Your direct competitors are the people (freelancers or companies) who are operating in the same space as you. If there are a lot, you’ll need to look at how you can differentiate your offering for potential clients so that you can make them value you more than your competition.
When analysing your direct competition your first task is to identify who they are and do your research on them. Look at their websites, their social media, their company filings and any other information you can discover about them. See if you can find out who their customers are. Arm yourself with as much information as possible about what they do and why their customers choose them. The more you know, the better equipped you will be to articulate in your marketing efforts why customers should choose you. You want to make clear how you will add much more value to them than others will. Don’t forget, the only person who wins a price war is the customer.
If you work as a freelance camera operator in a studio or on an outside broadcast, for example, you are likely to be one of a team of camera operators covering that project so you would already be collaborating with your competition. This can at first glance seem like the worst of all worlds: you have to work with your direct competitors, and they might learn all your tricks and put you out of business. But for me this is nonsense, short-term thinking.

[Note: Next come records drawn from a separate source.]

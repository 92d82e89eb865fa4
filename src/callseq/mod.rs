//! Call-sequence propagation.
//!
//! # Data Flow
//! ```text
//! inbound request headers (g-callsec: "A:/x;B:/y")
//!     → sequence.rs (split on ';', drop empty segments, de-duplicate)
//!     → tagger.rs (append "<application>:<route or caller>")
//!     → outbound header list (g-callsec: "A:/x;B:/y;C:/z")
//! ```
//!
//! # Design Decisions
//! - Pure, synchronous transform run once per outbound call
//! - De-duplication runs before the current identifier is appended, so a
//!   chain that revisits the same service and route shows it twice
//! - Inbound state is read-only and shared across concurrent fan-out calls

pub mod entry;
pub mod sequence;
pub mod tagger;

pub use entry::CallSequenceEntry;
pub use sequence::CallSequence;
pub use tagger::{outbound_call_sequence, tag_headers};

/// Header carrying the call sequence between services.
pub const CALL_SEQUENCE_HEADER: &str = "g-callsec";

/// Separator between entries in the wire form.
pub const ENTRY_SEPARATOR: char = ';';
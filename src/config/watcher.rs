//! Configuration file watcher for hot reload.

use std::path::{Path, PathBuf};
use std::time::Duration;

use notify::{Config, Event, RecommendedWatcher, RecursiveMode, Watcher};

use crate::config::loader::load_config;
use crate::config::shared::SharedConfiguration;

/// A watcher that reloads the configuration file into a shared handle.
pub struct ConfigWatcher {
    path: PathBuf,
    target: SharedConfiguration,
}

impl ConfigWatcher {
    /// Create a watcher publishing into `target`.
    pub fn new(path: &Path, target: SharedConfiguration) -> Self {
        Self {
            path: path.to_path_buf(),
            target,
        }
    }

    /// Start watching the file in a background thread.
    ///
    /// The returned watcher must be kept alive for reloads to continue.
    pub fn run(self) -> Result<RecommendedWatcher, notify::Error> {
        let target = self.target.clone();
        let path = self.path.clone();

        let mut watcher = RecommendedWatcher::new(
            move |res: notify::Result<Event>| match res {
                Ok(event) => {
                    if event.kind.is_modify() || event.kind.is_create() {
                        tracing::info!("Config file change detected, reloading...");
                        match load_config(&path) {
                            Ok(loaded) => target.replace(loaded.values),
                            Err(e) => {
                                tracing::error!(
                                    "Failed to reload config: {}. Keeping current configuration.",
                                    e
                                );
                            }
                        }
                    }
                }
                Err(e) => tracing::error!("Watch error: {:?}", e),
            },
            Config::default().with_poll_interval(Duration::from_secs(2)),
        )?;

        watcher.watch(&self.path, RecursiveMode::NonRecursive)?;

        tracing::info!(path = ?self.path, "Config watcher started");
        Ok(watcher)
    }
}

#[cfg(test)]
mod tests {
    use super::*;
    use crate::config::Configuration;
    use std::io::Write;

    #[test]
    fn test_missing_file_cannot_be_watched() {
        let watcher = ConfigWatcher::new(Path::new("/definitely/not/here.toml"), SharedConfiguration::default());
        assert!(watcher.run().is_err());
    }

    #[tokio::test]
    async fn test_reload_replaces_values() {
        let mut file = tempfile::NamedTempFile::new().unwrap();
        writeln!(file, "[Orders]\nBaseUrl = \"http://v1\"").unwrap();

        let shared = SharedConfiguration::new(Configuration::from_pairs([("Orders:BaseUrl", "http://v1")]));
        let _watcher = ConfigWatcher::new(file.path(), shared.clone()).run().unwrap();

        std::fs::write(file.path(), "[Orders]\nBaseUrl = \"http://v2\"\n").unwrap();

        let mut reloaded = false;
        for _ in 0..50 {
            if shared.get("Orders:BaseUrl").as_deref() == Some("http://v2") {
                reloaded = true;
                break;
            }
            tokio::time::sleep(Duration::from_millis(100)).await;
        }
        assert!(reloaded, "configuration was not reloaded");
    }
}
//! Service-to-service HTTP helper with call-sequence tracing.

pub mod callseq;
pub mod client;
pub mod config;
pub mod docs;
pub mod error;
pub mod http;
pub mod identity;
pub mod observability;
pub mod registration;

pub use callseq::{CallSequence, CallSequenceEntry, CALL_SEQUENCE_HEADER};
pub use client::{Auth, CallOptions, ServiceClient};
pub use error::{HttpError, HttpResult};
pub use http::RequestContext;
pub use identity::AppIdentity;
pub use registration::{register_http_helper, HttpHelper};
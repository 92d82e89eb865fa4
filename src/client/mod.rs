//! Outbound service-to-service calls.
//!
//! # Data Flow
//! ```text
//! caller (handler or background job)
//!     → service.rs (resolve "<Service>:BaseUrl", build URL, tag g-callsec)
//!     → executor.rs (JsonExecutor: reqwest exchange with per-call timeout)
//!     → response body → serde_json → caller
//! ```
//!
//! # Design Decisions
//! - One ServiceClient per downstream service, each with its own config key
//! - No retries, no caching; every error reaches the caller unchanged
//! - Connection pooling belongs to reqwest

pub mod executor;
pub mod options;
pub mod service;
pub mod url;

pub use executor::{JsonExecutor, OutboundRequest, ReqwestExecutor};
pub use options::{Auth, CallOptions, DEFAULT_GET_TIMEOUT_MS, DEFAULT_POST_TIMEOUT_MS};
pub use service::ServiceClient;
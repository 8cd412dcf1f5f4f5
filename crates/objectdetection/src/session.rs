use bridge::{Backend, CallError, Precision};

use crate::config::DetectionConfig;
use crate::label_map::{self, LabelMap};
use crate::pipeline::Pipeline;
use crate::transformer::{DecodeOutput, FeatureTransformer, ImInfo, ScaleDetection};
use crate::visualizer::{Visualizer, VisualizerOptions};

/// A backend paired with the precision every call goes out with.
#[derive(Debug, Clone)]
pub struct Session<B> {
    backend: B,
    precision: Precision,
}

impl<B: Backend> Session<B> {
    pub fn new(backend: B, precision: Precision) -> Self {
        Self { backend, precision }
    }

    pub fn from_config(backend: B, config: &DetectionConfig) -> Self {
        Self::new(backend, config.precision)
    }

    pub fn precision(&self) -> Precision {
        self.precision
    }

    pub fn backend(&self) -> &B {
        &self.backend
    }

    pub fn into_backend(self) -> B {
        self.backend
    }

    pub fn read_pascal_label_map(&self) -> Result<LabelMap, CallError> {
        label_map::read_pascal_label_map(&self.backend, self.precision)
    }

    pub fn read_coco_label_map(&self) -> Result<LabelMap, CallError> {
        label_map::read_coco_label_map(&self.backend, self.precision)
    }

    pub fn im_info(&self) -> Result<ImInfo, CallError> {
        ImInfo::new(&self.backend, self.precision)
    }

    pub fn decode_output(&self) -> Result<DecodeOutput, CallError> {
        DecodeOutput::new(&self.backend, self.precision)
    }

    pub fn scale_detection(&self) -> Result<ScaleDetection, CallError> {
        ScaleDetection::new(&self.backend, self.precision)
    }

    pub fn visualizer(&self, label_map: &LabelMap) -> Result<Visualizer, CallError> {
        Visualizer::new(&self.backend, label_map, self.precision)
    }

    pub fn visualizer_with_options(
        &self,
        label_map: &LabelMap,
        options: VisualizerOptions,
    ) -> Result<Visualizer, CallError> {
        Visualizer::with_options(&self.backend, label_map, options, self.precision)
    }

    pub fn pipeline(&self, stages: &[&dyn FeatureTransformer]) -> Result<Pipeline, CallError> {
        Pipeline::new(&self.backend, stages, self.precision)
    }
}
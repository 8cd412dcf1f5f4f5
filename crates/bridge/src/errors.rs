use std::io;
use thiserror::Error;

/// Failure reported for a backend call.
///
/// Only backends construct these. Proxies hand them back to the caller as-is.
#[derive(Error, Debug, Clone, PartialEq)]
pub enum CallError {
    #[error("Unknown backend call: {0}")]
    UnknownCall(String),

    #[error("Argument mismatch in {call}: {reason}")]
    ArgumentMismatch { call: String, reason: String },

    #[error("Backend error: {0}")]
    Backend(String),

    #[error("Transport error: {message}")]
    Transport { kind: io::ErrorKind, message: String },
}

impl From<io::Error> for CallError {
    fn from(err: io::Error) -> Self {
        CallError::Transport {
            kind: err.kind(),
            message: err.to_string(),
        }
    }
}

/// Raised when a string is not a known precision tag.
#[derive(Error, Debug, Clone, PartialEq, Eq)]
#[error("Unknown precision tag '{0}' (expected 'float' or 'double')")]
pub struct ParsePrecisionError(pub String);
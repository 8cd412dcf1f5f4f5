use anyhow::{Context, bail};
use bridge::Precision;
use std::env::{self, VarError};

pub use common::Environment;

#[derive(Debug, Clone, PartialEq)]
pub struct DetectionConfig {
    pub environment: Environment,
    pub precision: Precision,
}

impl DetectionConfig {
    /// Load configuration from environment variables with sensible defaults
    pub fn from_env() -> anyhow::Result<Self> {
        let environment = Environment::from_env();

        let precision = match env::var("DETECTION_PRECISION") {
            Ok(raw) => raw
                .parse()
                .with_context(|| format!("Invalid DETECTION_PRECISION '{raw}'"))?,
            Err(VarError::NotPresent) => Precision::default(),
            Err(VarError::NotUnicode(raw)) => {
                bail!("Invalid DETECTION_PRECISION {raw:?}: not valid UTF-8")
            }
        };

        Ok(Self {
            environment,
            precision,
        })
    }
}

impl Default for DetectionConfig {
    fn default() -> Self {
        Self {
            environment: Environment::Development,
            precision: Precision::Float,
        }
    }
}
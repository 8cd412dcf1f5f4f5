use crate::errors::ParsePrecisionError;
use serde::{Deserialize, Serialize};
use std::collections::BTreeMap;
use std::fmt;
use std::str::FromStr;

/// Numeric precision of the backend implementation a call is routed to.
#[derive(Debug, Clone, Copy, Default, PartialEq, Eq, Hash, Deserialize, Serialize)]
#[serde(rename_all = "lowercase")]
pub enum Precision {
    #[default]
    Float,
    Double,
}

impl Precision {
    /// Tag sent across the boundary.
    pub fn as_str(&self) -> &'static str {
        match self {
            Precision::Float => "float",
            Precision::Double => "double",
        }
    }
}

impl fmt::Display for Precision {
    fn fmt(&self, f: &mut fmt::Formatter<'_>) -> fmt::Result {
        f.write_str(self.as_str())
    }
}

impl FromStr for Precision {
    type Err = ParsePrecisionError;

    fn from_str(s: &str) -> Result<Self, Self::Err> {
        match s.trim().to_lowercase().as_str() {
            "float" => Ok(Precision::Float),
            "double" => Ok(Precision::Double),
            _ => Err(ParsePrecisionError(s.to_string())),
        }
    }
}

/// Opaque reference to state held by the backend.
///
/// The identifier is minted by the backend and only ever handed back to it.
/// Dropping a handle does not release anything.
#[derive(Debug, Clone, Copy, PartialEq, Eq, Hash, PartialOrd, Ord, Deserialize, Serialize)]
#[serde(transparent)]
pub struct Handle(u64);

impl Handle {
    pub const fn from_raw(id: u64) -> Self {
        Self(id)
    }

    pub const fn raw(&self) -> u64 {
        self.0
    }
}

impl fmt::Display for Handle {
    fn fmt(&self, f: &mut fmt::Formatter<'_>) -> fmt::Result {
        write!(f, "#{}", self.0)
    }
}

/// Argument or result crossing the call boundary.
#[derive(Debug, Clone, PartialEq, Deserialize, Serialize)]
pub enum Value {
    Null,
    Bool(bool),
    Int(i64),
    Float(f64),
    Str(String),
    Handle(Handle),
    List(Vec<Value>),
    Map(BTreeMap<String, Value>),
}

impl Value {
    pub fn as_handle(&self) -> Option<Handle> {
        match self {
            Value::Handle(h) => Some(*h),
            _ => None,
        }
    }

    pub fn as_str(&self) -> Option<&str> {
        match self {
            Value::Str(s) => Some(s),
            _ => None,
        }
    }

    pub fn as_f64(&self) -> Option<f64> {
        match self {
            Value::Float(v) => Some(*v),
            _ => None,
        }
    }

    pub fn is_null(&self) -> bool {
        matches!(self, Value::Null)
    }
}

impl From<bool> for Value {
    fn from(v: bool) -> Self {
        Value::Bool(v)
    }
}

impl From<i64> for Value {
    fn from(v: i64) -> Self {
        Value::Int(v)
    }
}

impl From<i32> for Value {
    fn from(v: i32) -> Self {
        Value::Int(v.into())
    }
}

impl From<f64> for Value {
    fn from(v: f64) -> Self {
        Value::Float(v)
    }
}

impl From<&str> for Value {
    fn from(v: &str) -> Self {
        Value::Str(v.to_string())
    }
}

impl From<String> for Value {
    fn from(v: String) -> Self {
        Value::Str(v)
    }
}

impl From<Handle> for Value {
    fn from(h: Handle) -> Self {
        Value::Handle(h)
    }
}

impl From<Vec<Value>> for Value {
    fn from(v: Vec<Value>) -> Self {
        Value::List(v)
    }
}

/// One dispatched call: what a transport would put on the wire.
#[derive(Debug, Clone, PartialEq, Deserialize, Serialize)]
pub struct Call {
    pub precision: Precision,
    pub name: String,
    pub args: Vec<Value>,
}

impl Call {
    pub fn new(precision: Precision, name: impl Into<String>, args: Vec<Value>) -> Self {
        Self {
            precision,
            name: name.into(),
            args,
        }
    }
}
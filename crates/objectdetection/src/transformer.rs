use bridge::{Backend, CallError, Precision, Value, invoke};

/// Every transformer the backend can construct, keyed to its entry point.
#[derive(Debug, Clone, Copy, PartialEq, Eq, Hash)]
pub enum TransformerKind {
    ImInfo,
    DecodeOutput,
    ScaleDetection,
    Visualizer,
    Pipeline,
}

impl TransformerKind {
    pub const ALL: [TransformerKind; 5] = [
        TransformerKind::ImInfo,
        TransformerKind::DecodeOutput,
        TransformerKind::ScaleDetection,
        TransformerKind::Visualizer,
        TransformerKind::Pipeline,
    ];

    pub const fn name(self) -> &'static str {
        match self {
            TransformerKind::ImInfo => "ImInfo",
            TransformerKind::DecodeOutput => "DecodeOutput",
            TransformerKind::ScaleDetection => "ScaleDetection",
            TransformerKind::Visualizer => "Visualizer",
            TransformerKind::Pipeline => "Pipeline",
        }
    }

    /// Backend entry point: `create` followed by the transformer name.
    pub const fn constructor(self) -> &'static str {
        match self {
            TransformerKind::ImInfo => "createImInfo",
            TransformerKind::DecodeOutput => "createDecodeOutput",
            TransformerKind::ScaleDetection => "createScaleDetection",
            TransformerKind::Visualizer => "createVisualizer",
            TransformerKind::Pipeline => "createPipeline",
        }
    }
}

/// A pipeline stage bound to the value its constructor call returned.
pub trait FeatureTransformer {
    fn kind(&self) -> TransformerKind;

    /// The backend's reference to this stage, exactly as received.
    fn value(&self) -> &Value;

    fn into_value(self) -> Value
    where
        Self: Sized;
}

pub(crate) fn construct<B: Backend + ?Sized>(
    backend: &B,
    kind: TransformerKind,
    args: Vec<Value>,
    precision: Precision,
) -> Result<Value, CallError> {
    tracing::debug!(transformer = kind.name(), "Constructing feature transformer");
    invoke(backend, precision, kind.constructor(), args)
}

/// Implements `FeatureTransformer` for a struct with a `value: Value` field
/// whose name matches a `TransformerKind` variant.
macro_rules! impl_feature_transformer {
    ($struct_name:ident) => {
        impl $crate::transformer::FeatureTransformer for $struct_name {
            fn kind(&self) -> $crate::transformer::TransformerKind {
                $crate::transformer::TransformerKind::$struct_name
            }

            fn value(&self) -> &bridge::Value {
                &self.value
            }

            fn into_value(self) -> bridge::Value {
                self.value
            }
        }
    };
}

pub(crate) use impl_feature_transformer;

/// Declares a transformer whose constructor takes nothing but the precision tag.
macro_rules! argless_transformer {
    ($(#[$meta:meta])* $struct_name:ident) => {
        $(#[$meta])*
        #[derive(Debug, Clone, PartialEq)]
        pub struct $struct_name {
            value: Value,
        }

        impl $struct_name {
            pub fn new<B: Backend + ?Sized>(
                backend: &B,
                precision: Precision,
            ) -> Result<Self, CallError> {
                let value = construct(
                    backend,
                    TransformerKind::$struct_name,
                    Vec::new(),
                    precision,
                )?;
                Ok(Self { value })
            }
        }

        impl_feature_transformer!($struct_name);
    };
}

argless_transformer!(
    /// Produces per-image metadata: height, width, scale in height and
    /// scale in width.
    ImInfo
);

argless_transformer!(
    /// Decodes the raw detection output into one row per detected object.
    ///
    /// The model emits a 1-dim tensor whose first element is the number of
    /// objects K, followed by K groups of `label score x1 y1 x2 y2`:
    ///
    /// ```text
    /// 2, 1, 0.5, 10, 20, 50, 80, 3, 0.3, 20, 10, 40, 70
    /// ```
    ///
    /// which decodes to a 2-dim tensor:
    ///
    /// ```text
    /// 1, 0.5, 10, 20, 50, 80
    /// 3, 0.3, 20, 10, 40, 70
    /// ```
    DecodeOutput
);

argless_transformer!(
    /// Decodes like [`DecodeOutput`], then scales normalized boxes (SSD
    /// output lies in `[0, 1]`) back to the original image size.
    ScaleDetection
);
use crate::errors::CallError;
use crate::types::{Precision, Value};
use std::rc::Rc;
use std::sync::Arc;

/// The external runtime that owns every entry point.
///
/// Calls are synchronous: the caller's thread blocks until the backend answers.
pub trait Backend {
    /// Invoke the entry point `name` of the `precision` implementation with `args`.
    fn call(&self, precision: Precision, name: &str, args: Vec<Value>) -> Result<Value, CallError>;
}

impl<B: Backend + ?Sized> Backend for &B {
    fn call(&self, precision: Precision, name: &str, args: Vec<Value>) -> Result<Value, CallError> {
        (**self).call(precision, name, args)
    }
}

impl<B: Backend + ?Sized> Backend for Box<B> {
    fn call(&self, precision: Precision, name: &str, args: Vec<Value>) -> Result<Value, CallError> {
        (**self).call(precision, name, args)
    }
}

impl<B: Backend + ?Sized> Backend for Rc<B> {
    fn call(&self, precision: Precision, name: &str, args: Vec<Value>) -> Result<Value, CallError> {
        (**self).call(precision, name, args)
    }
}

impl<B: Backend + ?Sized> Backend for Arc<B> {
    fn call(&self, precision: Precision, name: &str, args: Vec<Value>) -> Result<Value, CallError> {
        (**self).call(precision, name, args)
    }
}

/// Dispatch a single call and hand back exactly what the backend returned.
pub fn invoke<B: Backend + ?Sized>(
    backend: &B,
    precision: Precision,
    name: &str,
    args: Vec<Value>,
) -> Result<Value, CallError> {
    tracing::debug!(
        call = name,
        precision = %precision,
        args = args.len(),
        "Dispatching backend call"
    );

    let result = backend.call(precision, name, args);

    match &result {
        Ok(_) => tracing::debug!(call = name, "Backend call returned"),
        Err(e) => tracing::debug!(call = name, error = %e, "Backend call failed"),
    }

    result
}

#[cfg(test)]
mod tests {
    use super::*;
    use crate::types::Handle;
    use std::sync::Mutex;
    use tracing::Level;
    use tracing_subscriber::layer::{Context, SubscriberExt};

    /// Collects the level of every event it sees.
    #[derive(Clone, Default)]
    struct LevelCapture(Arc<Mutex<Vec<Level>>>);

    impl<S: tracing::Subscriber> tracing_subscriber::Layer<S> for LevelCapture {
        fn on_event(&self, event: &tracing::Event<'_>, _ctx: Context<'_, S>) {
            self.0.lock().unwrap().push(*event.metadata().level());
        }
    }

    struct Echo;

    impl Backend for Echo {
        fn call(
            &self,
            precision: Precision,
            name: &str,
            args: Vec<Value>,
        ) -> Result<Value, CallError> {
            let mut out = vec![Value::from(precision.as_str()), Value::from(name)];
            out.extend(args);
            Ok(Value::List(out))
        }
    }

    struct Broken;

    impl Backend for Broken {
        fn call(&self, _: Precision, name: &str, _: Vec<Value>) -> Result<Value, CallError> {
            Err(CallError::UnknownCall(name.to_string()))
        }
    }

    #[test]
    fn test_invoke_forwards_arguments_in_order() {
        let h = Handle::from_raw(9);
        let result = invoke(
            &Echo,
            Precision::Double,
            "createThing",
            vec![h.into(), 0.5.into()],
        )
        .unwrap();

        assert_eq!(
            result,
            Value::List(vec![
                "double".into(),
                "createThing".into(),
                Value::Handle(h),
                Value::Float(0.5),
            ])
        );
    }

    #[test]
    fn test_invoke_returns_backend_error_unchanged() {
        let err = invoke(&Broken, Precision::Float, "readNothing", Vec::new()).unwrap_err();
        assert_eq!(err, CallError::UnknownCall("readNothing".to_string()));
    }

    #[test]
    fn test_smart_pointer_backends() {
        let boxed: Box<dyn Backend> = Box::new(Echo);
        let shared: Arc<dyn Backend> = Arc::new(Echo);
        let local: Rc<Echo> = Rc::new(Echo);

        for backend in [&boxed as &dyn Backend, &shared, &local] {
            let v = invoke(backend, Precision::Float, "x", Vec::new()).unwrap();
            assert_eq!(v, Value::List(vec!["float".into(), "x".into()]));
        }
    }

    #[test]
    fn test_invoke_logs_only_at_debug() {
        let capture = LevelCapture::default();
        let subscriber = tracing_subscriber::registry().with(capture.clone());

        tracing::subscriber::with_default(subscriber, || {
            invoke(&Echo, Precision::Float, "createImInfo", Vec::new()).unwrap();
            invoke(&Broken, Precision::Float, "createMissing", Vec::new()).unwrap_err();
        });

        let levels = capture.0.lock().unwrap().clone();
        assert!(
            levels.iter().all(|level| *level == Level::DEBUG),
            "Dispatch must not log above debug, saw {levels:?}"
        );
        if cfg!(debug_assertions) {
            assert_eq!(levels.len(), 4, "One event before and one after each call");
        }
    }
}
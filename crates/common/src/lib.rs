pub mod config;
pub mod logging;

pub use config::Environment;
pub use logging::{TryInitError, setup_logging, try_setup_logging};
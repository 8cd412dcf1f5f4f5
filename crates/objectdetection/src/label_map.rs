use bridge::{Backend, CallError, Precision, Value, invoke};

/// Dataset whose class names the backend ships with.
#[derive(Debug, Clone, Copy, PartialEq, Eq, Hash)]
pub enum LabelMapSource {
    Pascal,
    Coco,
}

impl LabelMapSource {
    pub const fn call_name(self) -> &'static str {
        match self {
            LabelMapSource::Pascal => "readPascalLabelMap",
            LabelMapSource::Coco => "readCocoLabelMap",
        }
    }
}

/// Class id to class name mapping, as returned by the backend.
///
/// The contents are never inspected here; the wrapped value is what gets
/// passed on to [`crate::Visualizer`].
#[derive(Debug, Clone, PartialEq)]
pub struct LabelMap(Value);

impl LabelMap {
    pub fn as_value(&self) -> &Value {
        &self.0
    }

    pub fn into_value(self) -> Value {
        self.0
    }
}

impl From<Value> for LabelMap {
    fn from(value: Value) -> Self {
        Self(value)
    }
}

pub fn read_label_map<B: Backend + ?Sized>(
    backend: &B,
    source: LabelMapSource,
    precision: Precision,
) -> Result<LabelMap, CallError> {
    tracing::debug!(source = ?source, "Loading label map");
    invoke(backend, precision, source.call_name(), Vec::new()).map(LabelMap)
}

/// Load the PASCAL VOC label map.
pub fn read_pascal_label_map<B: Backend + ?Sized>(
    backend: &B,
    precision: Precision,
) -> Result<LabelMap, CallError> {
    read_label_map(backend, LabelMapSource::Pascal, precision)
}

/// Load the COCO label map.
pub fn read_coco_label_map<B: Backend + ?Sized>(
    backend: &B,
    precision: Precision,
) -> Result<LabelMap, CallError> {
    read_label_map(backend, LabelMapSource::Coco, precision)
}
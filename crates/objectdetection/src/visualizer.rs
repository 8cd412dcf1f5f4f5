use bridge::{Backend, CallError, Precision, Value};

use crate::label_map::LabelMap;
use crate::transformer::{TransformerKind, construct, impl_feature_transformer};

/// Drawing options for [`Visualizer`].
#[derive(Debug, Clone, PartialEq)]
pub struct VisualizerOptions {
    /// Detections scoring below this are not drawn.
    pub threshold: f64,
    /// Image encoding of the rendered output.
    pub encoding: String,
}

impl Default for VisualizerOptions {
    fn default() -> Self {
        Self {
            threshold: 0.3,
            encoding: "png".to_string(),
        }
    }
}

impl VisualizerOptions {
    pub fn with_threshold(mut self, threshold: f64) -> Self {
        self.threshold = threshold;
        self
    }

    pub fn with_encoding(mut self, encoding: impl Into<String>) -> Self {
        self.encoding = encoding.into();
        self
    }
}

/// Renders detection results (label, score, bounding box) onto the image.
///
/// The rendered image is read back through the image frame once the stage
/// has been applied.
#[derive(Debug, Clone, PartialEq)]
pub struct Visualizer {
    value: Value,
}

impl Visualizer {
    /// Threshold 0.3, PNG output.
    pub fn new<B: Backend + ?Sized>(
        backend: &B,
        label_map: &LabelMap,
        precision: Precision,
    ) -> Result<Self, CallError> {
        Self::with_options(backend, label_map, VisualizerOptions::default(), precision)
    }

    pub fn with_options<B: Backend + ?Sized>(
        backend: &B,
        label_map: &LabelMap,
        options: VisualizerOptions,
        precision: Precision,
    ) -> Result<Self, CallError> {
        let args = vec![
            label_map.as_value().clone(),
            Value::Float(options.threshold),
            Value::Str(options.encoding),
        ];
        let value = construct(backend, TransformerKind::Visualizer, args, precision)?;
        Ok(Self { value })
    }
}

impl_feature_transformer!(Visualizer);
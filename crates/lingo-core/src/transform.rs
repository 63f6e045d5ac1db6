//! Text transform collaborator seam.
//!
//! A transform is an opaque `sentence -> text` function backed by an
//! external model or hosted API. The engine never inspects a
//! collaborator's internals (tokenization, weights, prompt
//! construction); it only relies on this one asynchronous call.

use crate::error::Result;
use async_trait::async_trait;

/// An opaque text-processing capability.
///
/// Implementations must be safe for concurrent invocation across
/// sessions, or serialize access internally if the backing model is
/// not reentrant. Implementations are shared process-wide behind
/// `Arc<dyn TextTransform>`.
#[async_trait]
pub trait TextTransform: Send + Sync {
    /// Short human-readable description of what this transform does.
    fn description(&self) -> &str;

    /// Applies the transform to one sentence.
    ///
    /// # Errors
    ///
    /// Returns [`LingoError::TransformUnavailable`](crate::LingoError::TransformUnavailable)
    /// when the backing model or API fails. The dispatcher treats such a
    /// failure as local to this transform's section.
    async fn apply(&self, text: &str) -> Result<String>;
}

Your clients want to know they are working with people that they can trust to deliver and are good to work with. All the people on this job are people they trust to deliver. So, you need to ensure you are that person all the time. Especially when you are working with your direct competition or rather – in this instance – collaborating with them.
Think about it: a potential new client contacts you to see if you are free to do a piece of work. You’d really like to accept, but you just can’t fit it in. You could take the short-term view that you can’t do it, never mind, and press on with the work you’re already booked for. Or you can take the big-picture, longer-term view: tell them you’re sorry you’re busy but that there is someone you could recommend instead, and you would be happy to connect them up. You are solving a problem for your would-be client and making their life easy.
They are almost certainly going to call you again because you are helpful, and they will remember that. You’re someone who thinks about them, not yourself. Of course, you must make sure the person you recommend is good, but most importantly also make sure that person knows the recommendation came from you. Human nature will make them want to return the favour.
As you can see, even though there may be a large number of other freelancers in direct competition with you, it is still beneficial to build relationships with them. Collaboration is a great tactic for neutralizing your direct competition.
Another example concerns a network of freelance costumiers who would send work each other’s way at busy times. One member realized she was missing out on the bigger jobs because clients assumed that, as a solo freelancer, she lacked the capacity to handle them. So she joined forces with one of her freelance colleagues and together they set up a company. This allowed them to greatly increase their capacity and to pitch for and win much bigger jobs. Their joint company has gone from strength to strength and they now work on major international projects.
Aside from collaboration, another factor to examine within your industry is whether your sector is growing or shrinking. A growing sector usually generates both more work and more people trying to win it – increased competition.
Consider how that will affect you and how you can ensure that you will maintain a full schedule. Situations such as these where you have deeper relationships with your clients and the right approach will stand you in good stead. A growing industry can also signal approaching fragmentation, where sectors splinter off and become their own micro-specialism. It is worth examining whether this is happening around you.